EXERCISE AIM - Under this line are the records; write out word for word the part that begins at the line containing "set(&mut meta.modified, parse_date(value));" and ends at the line containing "MetaProperty::AuthorUrl => set(&mut", and no more.

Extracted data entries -

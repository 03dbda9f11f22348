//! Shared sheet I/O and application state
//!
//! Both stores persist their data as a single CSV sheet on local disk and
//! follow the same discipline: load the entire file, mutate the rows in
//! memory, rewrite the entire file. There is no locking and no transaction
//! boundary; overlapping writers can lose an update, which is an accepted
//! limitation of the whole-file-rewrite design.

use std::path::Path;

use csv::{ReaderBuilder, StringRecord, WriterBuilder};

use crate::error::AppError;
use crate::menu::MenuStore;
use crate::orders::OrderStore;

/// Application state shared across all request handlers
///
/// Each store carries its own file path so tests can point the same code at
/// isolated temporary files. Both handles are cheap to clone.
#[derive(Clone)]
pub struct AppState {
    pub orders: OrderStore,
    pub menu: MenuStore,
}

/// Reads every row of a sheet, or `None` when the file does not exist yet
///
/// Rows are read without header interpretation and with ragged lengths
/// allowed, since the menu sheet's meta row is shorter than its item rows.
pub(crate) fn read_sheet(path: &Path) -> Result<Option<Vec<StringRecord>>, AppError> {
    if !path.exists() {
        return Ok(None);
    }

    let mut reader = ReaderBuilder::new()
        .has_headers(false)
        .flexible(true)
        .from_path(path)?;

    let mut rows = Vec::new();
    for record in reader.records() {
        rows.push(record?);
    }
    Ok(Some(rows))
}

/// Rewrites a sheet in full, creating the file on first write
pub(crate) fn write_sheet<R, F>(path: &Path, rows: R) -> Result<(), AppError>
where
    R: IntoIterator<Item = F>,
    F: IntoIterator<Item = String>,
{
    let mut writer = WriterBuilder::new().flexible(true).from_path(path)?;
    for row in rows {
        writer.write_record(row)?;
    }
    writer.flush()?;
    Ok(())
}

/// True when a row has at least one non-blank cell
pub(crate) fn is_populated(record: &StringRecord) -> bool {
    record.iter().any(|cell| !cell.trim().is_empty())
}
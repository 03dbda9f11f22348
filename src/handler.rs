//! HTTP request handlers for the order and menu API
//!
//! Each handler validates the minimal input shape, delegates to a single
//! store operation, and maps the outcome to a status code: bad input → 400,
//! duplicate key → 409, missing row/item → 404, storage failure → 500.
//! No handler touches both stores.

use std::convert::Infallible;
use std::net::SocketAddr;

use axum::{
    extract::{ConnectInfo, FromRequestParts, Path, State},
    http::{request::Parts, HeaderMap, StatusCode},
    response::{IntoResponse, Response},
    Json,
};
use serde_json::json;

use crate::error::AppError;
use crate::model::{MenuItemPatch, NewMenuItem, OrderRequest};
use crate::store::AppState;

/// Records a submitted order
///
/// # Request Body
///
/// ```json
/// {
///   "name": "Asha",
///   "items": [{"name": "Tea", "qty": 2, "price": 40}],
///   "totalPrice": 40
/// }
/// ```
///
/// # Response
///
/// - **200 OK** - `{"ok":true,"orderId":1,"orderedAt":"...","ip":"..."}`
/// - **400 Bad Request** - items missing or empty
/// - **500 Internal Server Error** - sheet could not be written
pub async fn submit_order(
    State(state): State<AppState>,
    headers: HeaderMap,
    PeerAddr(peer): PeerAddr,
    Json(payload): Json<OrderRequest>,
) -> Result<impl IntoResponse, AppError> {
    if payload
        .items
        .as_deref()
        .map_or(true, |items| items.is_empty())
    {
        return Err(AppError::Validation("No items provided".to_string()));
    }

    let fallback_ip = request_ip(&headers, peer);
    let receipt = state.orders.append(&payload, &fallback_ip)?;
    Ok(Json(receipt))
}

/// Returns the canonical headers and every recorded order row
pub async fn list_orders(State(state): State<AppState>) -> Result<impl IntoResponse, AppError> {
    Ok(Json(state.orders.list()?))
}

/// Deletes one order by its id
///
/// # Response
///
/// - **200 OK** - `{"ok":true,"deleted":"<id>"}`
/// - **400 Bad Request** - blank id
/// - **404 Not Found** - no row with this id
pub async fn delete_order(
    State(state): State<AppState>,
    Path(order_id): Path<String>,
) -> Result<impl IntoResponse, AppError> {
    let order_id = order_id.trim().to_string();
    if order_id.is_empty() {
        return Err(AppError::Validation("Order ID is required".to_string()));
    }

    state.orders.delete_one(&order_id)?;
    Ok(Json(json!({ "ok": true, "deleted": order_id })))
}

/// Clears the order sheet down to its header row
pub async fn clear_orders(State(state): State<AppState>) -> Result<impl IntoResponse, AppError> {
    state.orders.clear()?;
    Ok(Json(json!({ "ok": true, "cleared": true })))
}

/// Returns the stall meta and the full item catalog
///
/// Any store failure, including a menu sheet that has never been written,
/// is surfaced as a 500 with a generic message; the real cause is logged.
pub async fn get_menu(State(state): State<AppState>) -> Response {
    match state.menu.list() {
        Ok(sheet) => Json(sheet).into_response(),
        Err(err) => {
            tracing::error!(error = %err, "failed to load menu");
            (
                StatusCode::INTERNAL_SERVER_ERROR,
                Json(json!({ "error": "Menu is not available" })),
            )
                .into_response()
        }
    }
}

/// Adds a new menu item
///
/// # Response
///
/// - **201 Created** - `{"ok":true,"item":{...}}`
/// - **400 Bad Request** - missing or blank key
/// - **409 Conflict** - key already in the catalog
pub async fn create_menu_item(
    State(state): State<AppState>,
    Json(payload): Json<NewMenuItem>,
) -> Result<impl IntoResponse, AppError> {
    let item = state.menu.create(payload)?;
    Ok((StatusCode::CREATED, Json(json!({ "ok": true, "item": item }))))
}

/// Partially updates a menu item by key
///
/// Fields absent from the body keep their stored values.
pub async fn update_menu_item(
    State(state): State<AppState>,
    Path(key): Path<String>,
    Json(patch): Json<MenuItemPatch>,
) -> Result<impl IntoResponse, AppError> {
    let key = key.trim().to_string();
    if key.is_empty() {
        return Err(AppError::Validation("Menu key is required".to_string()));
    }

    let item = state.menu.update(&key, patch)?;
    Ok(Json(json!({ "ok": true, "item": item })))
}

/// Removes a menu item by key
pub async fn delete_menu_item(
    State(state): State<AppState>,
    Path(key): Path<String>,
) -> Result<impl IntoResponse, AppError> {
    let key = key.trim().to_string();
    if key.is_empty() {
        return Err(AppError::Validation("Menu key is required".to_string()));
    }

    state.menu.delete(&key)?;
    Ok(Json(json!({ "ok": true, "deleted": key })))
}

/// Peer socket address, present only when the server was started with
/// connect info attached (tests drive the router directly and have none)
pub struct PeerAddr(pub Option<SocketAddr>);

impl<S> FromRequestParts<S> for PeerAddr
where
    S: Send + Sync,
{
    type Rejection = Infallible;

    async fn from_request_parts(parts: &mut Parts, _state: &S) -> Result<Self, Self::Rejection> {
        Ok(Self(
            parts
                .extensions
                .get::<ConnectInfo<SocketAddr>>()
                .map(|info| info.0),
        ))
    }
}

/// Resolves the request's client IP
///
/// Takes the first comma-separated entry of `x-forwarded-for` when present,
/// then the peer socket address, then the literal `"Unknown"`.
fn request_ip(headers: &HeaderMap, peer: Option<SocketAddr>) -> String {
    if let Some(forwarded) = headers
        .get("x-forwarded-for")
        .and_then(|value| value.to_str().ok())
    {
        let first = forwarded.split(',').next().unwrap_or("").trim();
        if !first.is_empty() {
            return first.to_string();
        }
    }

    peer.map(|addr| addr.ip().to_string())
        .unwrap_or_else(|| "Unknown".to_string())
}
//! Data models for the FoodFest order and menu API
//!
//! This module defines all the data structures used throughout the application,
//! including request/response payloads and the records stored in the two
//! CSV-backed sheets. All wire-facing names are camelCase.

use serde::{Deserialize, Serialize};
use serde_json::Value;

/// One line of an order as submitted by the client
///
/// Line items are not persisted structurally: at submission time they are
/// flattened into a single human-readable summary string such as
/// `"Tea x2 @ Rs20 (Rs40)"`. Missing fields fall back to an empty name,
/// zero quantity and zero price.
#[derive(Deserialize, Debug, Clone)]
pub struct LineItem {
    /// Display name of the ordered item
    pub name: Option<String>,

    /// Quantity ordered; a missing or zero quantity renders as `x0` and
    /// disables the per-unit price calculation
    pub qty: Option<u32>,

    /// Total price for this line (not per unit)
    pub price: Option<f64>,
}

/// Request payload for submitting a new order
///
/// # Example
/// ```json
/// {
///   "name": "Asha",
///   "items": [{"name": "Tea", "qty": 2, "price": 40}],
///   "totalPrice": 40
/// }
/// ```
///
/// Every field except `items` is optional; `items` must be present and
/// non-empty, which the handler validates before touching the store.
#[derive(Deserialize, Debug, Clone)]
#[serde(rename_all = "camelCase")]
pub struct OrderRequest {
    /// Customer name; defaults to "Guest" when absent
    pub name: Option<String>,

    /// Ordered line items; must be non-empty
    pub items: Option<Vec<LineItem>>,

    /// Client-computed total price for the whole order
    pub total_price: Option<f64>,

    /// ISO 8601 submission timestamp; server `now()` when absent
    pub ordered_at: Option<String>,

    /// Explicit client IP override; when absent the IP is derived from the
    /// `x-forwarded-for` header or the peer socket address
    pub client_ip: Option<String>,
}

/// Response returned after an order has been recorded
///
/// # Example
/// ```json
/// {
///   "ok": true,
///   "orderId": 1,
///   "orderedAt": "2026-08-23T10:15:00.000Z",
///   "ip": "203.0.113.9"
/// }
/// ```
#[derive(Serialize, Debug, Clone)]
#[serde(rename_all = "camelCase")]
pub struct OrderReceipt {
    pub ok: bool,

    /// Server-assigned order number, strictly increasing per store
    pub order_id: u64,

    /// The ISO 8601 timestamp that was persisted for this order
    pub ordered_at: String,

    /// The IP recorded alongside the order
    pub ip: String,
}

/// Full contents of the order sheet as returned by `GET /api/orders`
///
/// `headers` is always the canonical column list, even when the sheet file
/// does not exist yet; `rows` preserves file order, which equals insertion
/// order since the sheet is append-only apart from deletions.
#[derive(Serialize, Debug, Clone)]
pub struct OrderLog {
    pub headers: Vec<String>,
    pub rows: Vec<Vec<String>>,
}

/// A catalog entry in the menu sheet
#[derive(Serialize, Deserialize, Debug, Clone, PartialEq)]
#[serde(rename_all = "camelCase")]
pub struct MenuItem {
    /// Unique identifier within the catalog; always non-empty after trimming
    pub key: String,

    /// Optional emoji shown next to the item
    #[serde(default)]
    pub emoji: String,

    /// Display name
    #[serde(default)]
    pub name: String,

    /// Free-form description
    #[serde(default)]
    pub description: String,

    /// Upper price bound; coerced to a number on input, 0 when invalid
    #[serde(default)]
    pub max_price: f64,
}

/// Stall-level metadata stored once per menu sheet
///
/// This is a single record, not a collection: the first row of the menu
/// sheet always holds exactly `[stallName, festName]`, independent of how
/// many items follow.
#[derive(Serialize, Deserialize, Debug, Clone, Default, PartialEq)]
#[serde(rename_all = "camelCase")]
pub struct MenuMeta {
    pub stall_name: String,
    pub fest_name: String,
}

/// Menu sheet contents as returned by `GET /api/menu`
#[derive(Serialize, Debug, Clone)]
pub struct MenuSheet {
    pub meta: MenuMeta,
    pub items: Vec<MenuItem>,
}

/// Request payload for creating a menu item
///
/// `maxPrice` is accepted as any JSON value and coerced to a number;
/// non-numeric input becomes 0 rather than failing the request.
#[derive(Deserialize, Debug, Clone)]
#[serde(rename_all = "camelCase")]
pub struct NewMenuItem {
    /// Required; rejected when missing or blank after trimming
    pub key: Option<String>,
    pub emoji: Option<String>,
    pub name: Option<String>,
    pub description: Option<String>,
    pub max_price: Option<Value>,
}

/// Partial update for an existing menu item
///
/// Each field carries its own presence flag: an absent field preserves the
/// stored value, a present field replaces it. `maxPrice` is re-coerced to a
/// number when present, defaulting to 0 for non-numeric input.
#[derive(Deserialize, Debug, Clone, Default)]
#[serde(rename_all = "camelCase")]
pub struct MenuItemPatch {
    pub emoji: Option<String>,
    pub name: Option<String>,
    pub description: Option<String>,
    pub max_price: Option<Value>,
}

...

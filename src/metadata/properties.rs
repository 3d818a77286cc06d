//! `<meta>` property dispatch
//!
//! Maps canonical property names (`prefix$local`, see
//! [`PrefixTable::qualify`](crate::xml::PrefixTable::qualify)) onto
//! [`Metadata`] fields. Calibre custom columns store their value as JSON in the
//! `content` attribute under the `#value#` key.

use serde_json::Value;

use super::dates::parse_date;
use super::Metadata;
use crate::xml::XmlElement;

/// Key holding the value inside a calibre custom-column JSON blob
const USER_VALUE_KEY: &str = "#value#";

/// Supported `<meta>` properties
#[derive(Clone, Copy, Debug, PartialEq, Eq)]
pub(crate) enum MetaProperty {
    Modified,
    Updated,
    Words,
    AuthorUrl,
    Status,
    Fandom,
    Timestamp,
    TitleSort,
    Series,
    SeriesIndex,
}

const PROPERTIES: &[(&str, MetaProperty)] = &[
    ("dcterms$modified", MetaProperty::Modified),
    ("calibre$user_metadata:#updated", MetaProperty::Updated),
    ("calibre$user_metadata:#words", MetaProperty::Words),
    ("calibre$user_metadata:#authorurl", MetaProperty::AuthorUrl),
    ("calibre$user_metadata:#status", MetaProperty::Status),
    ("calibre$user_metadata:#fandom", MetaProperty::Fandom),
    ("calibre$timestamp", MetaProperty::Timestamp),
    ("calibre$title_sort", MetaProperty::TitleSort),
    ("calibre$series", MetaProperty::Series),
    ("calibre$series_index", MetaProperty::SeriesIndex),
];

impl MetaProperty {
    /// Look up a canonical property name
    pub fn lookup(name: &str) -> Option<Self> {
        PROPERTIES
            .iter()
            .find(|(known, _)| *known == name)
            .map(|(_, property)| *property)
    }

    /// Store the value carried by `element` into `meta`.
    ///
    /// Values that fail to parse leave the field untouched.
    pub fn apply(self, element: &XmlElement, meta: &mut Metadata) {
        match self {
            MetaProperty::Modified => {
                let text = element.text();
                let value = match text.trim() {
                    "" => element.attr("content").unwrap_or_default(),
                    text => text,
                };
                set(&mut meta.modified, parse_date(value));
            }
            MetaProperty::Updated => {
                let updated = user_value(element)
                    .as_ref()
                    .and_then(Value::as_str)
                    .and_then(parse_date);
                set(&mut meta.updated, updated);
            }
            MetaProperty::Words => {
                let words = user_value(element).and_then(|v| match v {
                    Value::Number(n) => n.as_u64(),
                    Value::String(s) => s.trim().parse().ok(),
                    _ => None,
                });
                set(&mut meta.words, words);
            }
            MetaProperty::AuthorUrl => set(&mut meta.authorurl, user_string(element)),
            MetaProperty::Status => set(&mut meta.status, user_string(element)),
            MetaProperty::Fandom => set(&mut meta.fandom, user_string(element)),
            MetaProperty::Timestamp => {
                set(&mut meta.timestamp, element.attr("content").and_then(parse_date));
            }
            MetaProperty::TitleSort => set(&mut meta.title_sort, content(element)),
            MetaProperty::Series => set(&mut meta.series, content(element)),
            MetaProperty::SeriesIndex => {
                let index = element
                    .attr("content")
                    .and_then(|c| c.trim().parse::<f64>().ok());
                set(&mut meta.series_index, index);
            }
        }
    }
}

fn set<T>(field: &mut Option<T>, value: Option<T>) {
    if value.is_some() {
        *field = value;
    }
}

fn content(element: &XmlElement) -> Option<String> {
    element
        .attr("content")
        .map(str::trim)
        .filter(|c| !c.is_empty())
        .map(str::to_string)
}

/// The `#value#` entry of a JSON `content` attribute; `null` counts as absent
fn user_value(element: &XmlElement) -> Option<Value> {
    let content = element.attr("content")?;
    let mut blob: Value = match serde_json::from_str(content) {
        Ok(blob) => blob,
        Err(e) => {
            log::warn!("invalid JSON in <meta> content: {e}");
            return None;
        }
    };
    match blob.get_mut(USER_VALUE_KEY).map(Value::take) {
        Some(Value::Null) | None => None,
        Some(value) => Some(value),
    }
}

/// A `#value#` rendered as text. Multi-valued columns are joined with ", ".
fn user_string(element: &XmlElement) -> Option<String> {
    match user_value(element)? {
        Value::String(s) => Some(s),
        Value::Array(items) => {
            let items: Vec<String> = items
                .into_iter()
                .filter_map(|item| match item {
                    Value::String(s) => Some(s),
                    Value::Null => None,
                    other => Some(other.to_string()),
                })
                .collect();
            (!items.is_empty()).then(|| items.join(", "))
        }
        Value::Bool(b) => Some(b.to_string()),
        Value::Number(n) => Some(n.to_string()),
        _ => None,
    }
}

--

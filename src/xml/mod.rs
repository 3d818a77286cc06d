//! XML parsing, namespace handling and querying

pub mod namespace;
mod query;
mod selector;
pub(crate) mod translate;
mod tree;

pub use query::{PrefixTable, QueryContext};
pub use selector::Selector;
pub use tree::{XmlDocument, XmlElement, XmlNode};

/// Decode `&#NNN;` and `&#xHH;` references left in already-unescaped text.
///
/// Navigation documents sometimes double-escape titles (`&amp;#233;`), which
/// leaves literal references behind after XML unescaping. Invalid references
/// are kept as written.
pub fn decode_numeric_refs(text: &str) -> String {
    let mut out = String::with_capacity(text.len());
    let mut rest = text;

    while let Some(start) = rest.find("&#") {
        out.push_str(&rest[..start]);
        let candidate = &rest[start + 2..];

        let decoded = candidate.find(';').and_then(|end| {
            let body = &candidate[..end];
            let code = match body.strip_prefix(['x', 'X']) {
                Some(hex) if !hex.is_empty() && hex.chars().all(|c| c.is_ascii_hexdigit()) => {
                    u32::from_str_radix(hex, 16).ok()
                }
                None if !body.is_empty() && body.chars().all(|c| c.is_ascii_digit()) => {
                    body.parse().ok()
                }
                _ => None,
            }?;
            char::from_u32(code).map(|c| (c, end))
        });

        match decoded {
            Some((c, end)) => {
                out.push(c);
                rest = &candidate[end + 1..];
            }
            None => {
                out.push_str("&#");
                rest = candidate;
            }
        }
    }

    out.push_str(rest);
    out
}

TASK RESULT -
                set(&mut meta.modified, parse_date(value));
            }
            MetaProperty::Updated => {
                let updated = user_value(element)
                    .as_ref()
                    .and_then(Value::as_str)
                    .and_then(parse_date);
                set(&mut meta.updated, updated);
            }
            MetaProperty::Words => {
                let words = user_value(element).and_then(|v| match v {
                    Value::Number(n) => n.as_u64(),
                    Value::String(s) => s.trim().parse().ok(),
                    _ => None,
                });
                set(&mut meta.words, words);
            }
            MetaProperty::AuthorUrl => set(&mut meta.authorurl, user_string(element)),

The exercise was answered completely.